A total of 104 patients, comprising 70 patients with major ABO mismatches and 34 patients with bidirectional mismatches, were evaluated for recipient IgM-type antibody anti-donor RBC. Antibody titres were tested 1 day before the transplant (day −1 titre), as well as 2 (+14 days), 4 (+28 days), 6 (+42 days) and 8 weeks (+56 days) after transplantation. Based on the patient’s blood type, tube IgM titres were determined with A1 and B target reagent cells. Overall, the anti-donor titre was ≤1:8 at day −1 before the transplant and at 2, 4, 6 and 8 weeks after the CBT in 47%, 50%, 77%, 93%, and 100% of the patients, respectively (Figure 1 and Online Supplementary Content, Table SIII).

Figure 1.

Levels of anti-donor isoagglutinins from day −1 before transplantation to day +56 after transplantation divided on the basis of ABO matching

(a) Anti-A IgM antibody titres. (b) Anti-B IgM antibody titres.
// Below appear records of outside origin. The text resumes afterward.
//! Domain Models

use std::collections::BTreeSet;
use std::fmt;
use std::str::FromStr;

use chrono::{DateTime, Utc};
use serde::{Deserialize, Serialize};
use uuid::Uuid;

use crate::error::ResearchError;

/// A saved research note
#[derive(Clone, Debug, PartialEq, Eq, Serialize, Deserialize)]
pub struct Note {
    pub id: Uuid,
    pub title: String,
    pub content: String,
    /// Deduplicated and sorted
    #[serde(default)]
    pub tags: BTreeSet<String>,
    pub created_at: DateTime<Utc>,
}

impl Note {
    pub(crate) fn new(
        title: impl Into<String>,
        content: impl Into<String>,
        tags: impl IntoIterator<Item = String>,
    ) -> Self {
        Self {
            id: Uuid::new_v4(),
            title: title.into(),
            content: content.into(),
            tags: tags
                .into_iter()
                .map(|t| t.trim().to_string())
                .filter(|t| !t.is_empty())
                .collect(),
            created_at: Utc::now(),
        }
    }

    /// Render as a markdown section
    pub fn to_markdown(&self) -> String {
        let mut out = format!(
            "## {}\n\n*{}*",
            self.title,
            self.created_at.format("%Y-%m-%d %H:%M UTC")
        );
        if !self.tags.is_empty() {
            let tags: Vec<String> = self.tags.iter().map(|t| format!("`{t}`")).collect();
            out.push_str(&format!(" · {}", tags.join(" ")));
        }
        out.push_str("\n\n");
        out.push_str(self.content.trim());
        out.push('\n');
        out
    }
}

/// One web search result
#[derive(Clone, Debug, PartialEq, Eq, Serialize, Deserialize)]
pub struct SearchHit {
    pub title: String,
    pub snippet: String,
    /// Result URL
    pub source: String,
}

impl SearchHit {
    pub fn new(
        title: impl Into<String>,
        snippet: impl Into<String>,
        source: impl Into<String>,
    ) -> Self {
        Self {
            title: title.into(),
            snippet: snippet.into(),
            source: source.into(),
        }
    }
}

/// Audience level for `explain_concept`
#[derive(Clone, Copy, Debug, Default, PartialEq, Eq, Serialize, Deserialize)]
#[serde(rename_all = "snake_case")]
pub enum ExplainLevel {
    Beginner,
    #[default]
    Intermediate,
    Advanced,
}

impl ExplainLevel {
    pub const ALL: [ExplainLevel; 3] = [
        ExplainLevel::Beginner,
        ExplainLevel::Intermediate,
        ExplainLevel::Advanced,
    ];

    pub fn as_str(self) -> &'static str {
        match self {
            ExplainLevel::Beginner => "beginner",
            ExplainLevel::Intermediate => "intermediate",
            ExplainLevel::Advanced => "advanced",
        }
    }

    /// How the explanation should be pitched
    pub fn guidance(self) -> &'static str {
        match self {
            ExplainLevel::Beginner => {
                "Assume no background. Use plain language, an everyday analogy and one simple example."
            }
            ExplainLevel::Intermediate => {
                "Assume general technical literacy. Cover the core mechanism, common uses and one worked example."
            }
            ExplainLevel::Advanced => {
                "Assume domain expertise. Be precise, cover edge cases, trade-offs and related research."
            }
        }
    }
}

impl fmt::Display for ExplainLevel {
    fn fmt(&self, f: &mut fmt::Formatter<'_>) -> fmt::Result {
        f.write_str(self.as_str())
    }
}

impl FromStr for ExplainLevel {
    type Err = ResearchError;

    fn from_str(s: &str) -> Result<Self, Self::Err> {
        match s.trim().to_ascii_lowercase().as_str() {
            "beginner" => Ok(ExplainLevel::Beginner),
            "intermediate" => Ok(ExplainLevel::Intermediate),
            "advanced" => Ok(ExplainLevel::Advanced),
            other => Err(ResearchError::InvalidInput(format!("unknown level: {other}"))),
        }
    }
}

#[cfg(test)]
mod tests {
    use super::*;

    #[test]
    fn test_note_tags_are_normalized() {
        let note = Note::new(
            "t",
            "c",
            vec!["rust".to_string(), " rust ".to_string(), String::new(), "ai".to_string()],
        );
        let tags: Vec<&str> = note.tags.iter().map(String::as_str).collect();
        assert_eq!(tags, vec!["ai", "rust"]);
    }

    #[test]
    fn test_note_markdown() {
        let note = Note::new("Findings", "LLMs hallucinate.\n", vec!["ai".to_string()]);
        let md = note.to_markdown();
        assert!(md.starts_with("## Findings"));
        assert!(md.contains("`ai`"));
        assert!(md.ends_with("LLMs hallucinate.\n"));
    }

    #[test]
    fn test_explain_level_parsing() {
        assert_eq!("Beginner".parse::<ExplainLevel>().unwrap(), ExplainLevel::Beginner);
        assert_eq!(ExplainLevel::default(), ExplainLevel::Intermediate);
        assert!("expert".parse::<ExplainLevel>().is_err());
    }
}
Compared to the group with titres ≥1:16, patients in the groups undergoing major or bidirectional-incompatible ABO CBT with titres ≤1:8 at day −1 did not have statistically significant differences in RBC transfusion requirements during 30 and 60 days after the transplant (for 30 days, 0.068 ± 0.067 vs 0.086 ± 0.086, p=0.240; for 60 days, 0.101 ± 0.140 vs 0.112 ± 0.138, p=0.684). Platelet transfusion requirements were also not significantly different (for 30 days, 1.430 ± 0.917 vs 1.559 ± 1.140, p=0.531; for 60 days, 1.562 ± 1.112 vs 1.618 ± 1.231, p=0.810). Compared with patients with titres ≤1:8, patients with day −1 titres ≥1:16 did not have statistically significant differences in engraftment (neutrophils p=0.195; platelets p=0.691; and RBC p=0.237). Sixty-nine patients who underwent ABO minor mismatched CBT were evaluated for recipient IgM-type antibodies. At day 56 after CBT, none of the patients had developed antibodies against the recipient’s blood group. After prolonged follow-up, only three of these 69 patients developed donor-derived anti-recipient ABO antibodies. No patients had haemolytic reactions. Two AB-type patients were transplanted from B-type donors.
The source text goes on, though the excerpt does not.